Les musées sont eux aussi pour la plupart privés. Sur les hauteurs de Byblos, le musée d’art moderne et contemporain MACAM (12) fondé en 2015 organisait cette année la première Biennale d’Art Contemporain organisée au Liban à partir d’une compétition d’art contemporain lancée par l’association libanaise Cultural Resistance (13). Réunissant 45 artistes issus de 24 pays, cet événement fut inauguré le 16 septembre 2017 et se poursuivra jusqu’à la fin du mois de décembre. Cet événement est également significatif de l’implication du Liban sur la scène artistique contemporaine internationale : des œuvres plastiques côtoient des films et des installations mix-médias, et un jury international décernera un prix à une œuvre particulière qui devra répondre au thème de l’exposition : la rupture dans la représentation. Cette première Biennale appelle une tenue régulière de ce nouvel événement, qui devrait prendre une place de plus en plus importante sur le calendrier des rendez-vous artistiques libanais.

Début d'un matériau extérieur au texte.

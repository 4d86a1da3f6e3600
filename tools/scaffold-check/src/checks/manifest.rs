use crate::checks::{missing, unreadable, CheckResult};
use crate::source;
use std::path::Path;

/// Each element must appear as an opening-tag prefix (`<Name`) somewhere in the text.
pub fn check(path: &Path, shown: &str, description: &str, required: &[&str]) -> CheckResult {
    let name = format!("{description} elements");

    let content = match source::read_text(path) {
        Ok(c) => c,
        Err(err) => {
            let detail = unreadable(&err, format!("{description} not found: {shown}"));
            return CheckResult::fail(name, detail);
        }
    };

    let absent = missing(&content, required, |element| format!("<{element}"));
    if absent.is_empty() {
        CheckResult::pass(name, format!("{description} is properly configured"))
    } else {
        CheckResult::fail(
            name,
            format!("{description} missing elements: {}", absent.join(", ")),
        )
    }
}
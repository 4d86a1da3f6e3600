use std::path::PathBuf;
use std::process;

use clap::Parser;
use scaffold_check::config::ValidatorConfig;

/// Verify that the extension scaffold has the expected files, interfaces and wiring.
#[derive(Parser)]
#[command(name = "scaffold-check")]
struct Cli {
    /// Directory the scaffold is resolved against (defaults to the current directory)
    #[arg(long)]
    root_dir: Option<PathBuf>,
}

fn main() {
    let cli = Cli::parse();

    let config = match cli.root_dir {
        Some(dir) => ValidatorConfig::from_root(&dir),
        None => match ValidatorConfig::current() {
            Ok(c) => c,
            Err(err) => {
                eprintln!("Error: Could not determine the working directory: {err}");
                process::exit(1);
            }
        },
    };

    let mut stdout = std::io::stdout();
    let all_passed = match scaffold_check::run(&mut stdout, &config) {
        Ok(passed) => passed,
        Err(err) => {
            eprintln!("{err}");
            false
        }
    };

    process::exit(if all_passed { 0 } else { 1 });
}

Ce bref panorama des événements de septembre permet de constater la croissance du marché de l’art contemporain au Liban, qui s’impose désormais de plus en plus comme un rendez-vous des professionnels et du public libanais et international face aux événements déjà incontournables organisés dans la région du Golfe voisin.

Notes :
(1) S. R., « Beyrouth accueille la première foire internationale dédiée à l’art régional », Le Commerce du Levant, 8/07/2010, disponible en ligne, consulté le 25/09/2017. URL : https://www.lecommercedulevant.com/article/15834-beyrouth-accueille-la-premire-foire-internationale-ddie-lart-rgional
(2) Site de la Art Dubai : http://www.artdubai.ae/
(3) S. R., « Beyrouth accueille la première foire internationale dédiée à l’art régional », op. cit.
(4) Guillaume Morel, « Beirut Art Fair, un bilan positif », Connaissance des Arts, 12/07/2012, disponible en ligne, consulté le 25/09/2017. URL : https://www.connaissancedesarts.com/art-contemporain/beirut-art-fair-un-bilan-positif-1119910/
(5) Chloé Bekhazi, « Beirut Art Fair : une septième édition sous le signe de la continuité », Le Commerce du Levant, 1/09/2016, disponible en ligne, consulté le 25/09/2017. URL : https://www.lecommercedulevant.com/article/26563-beirut-art-fair-une-septime-dition-sous-le-signe-de-la-continuit
(6) Laure d’Hauteville, Catalogue Beirut Art Fair 2017, p.4.
(7) Ibid.
(8) Site de la Beirut Art Fair : https://www.beirut-art-fair.com/fr/reveler-talents-de-demain
(9) Site web du Beirut Art Center : http://www.beirutartcenter.org/en/about-us
(10) Site web de Ashkal Alwan : http://ashkalalwan.org/
(11) A propos de Rami Chahine : Florence Massena, « L’expérimentaiton visuelle de Rami Chahine », L’Agenda culturel, 4/04/2014, disponible en ligne, consulté le 25/09/2017. URL : http://www.agendaculturel.com/Art_L_experimentation_visuelle_de_Rami+Chahine
(12) Site web du musée et présentation de la Biennale 2017 : http://www.macamlebanon.org/biennale-of-contemporary-art/
(13) Site de la compétition : https://niemeyercompetition.wordpress.com/

Publié le 27/09/2017


Suite à des études en philosophie et en histoire de l’art et archéologie, Mathilde Rouxel a obtenu un master en études cinématographiques, qu’elle a suivi à l’ENS de Lyon et à l’Université Saint-Joseph de Beyrouth, Liban.
Aujourd’hui doctorante en études cinématographiques à l’Université Paris 3 – Sorbonne Nouvelle sur le thème : « Femmes, identité et révoltes politiques : créer l’image (Liban, Egypte, Tunisie, 1953-2012) », elle s’intéresse aux enjeux politiques qui lient ces trois pays et à leur position face aux révoltes des peuples qui les entourent.
Mathilde Rouxel a été et est engagée dans plusieurs actions culturelles au Liban, parmi lesquelles le Festival International du Film de la Résistance Culturelle (CRIFFL), sous la direction de Jocelyne Saab. Elle est également l’une des premières à avoir travaillé en profondeur l’œuvre de Jocelyne Saab dans sa globalité.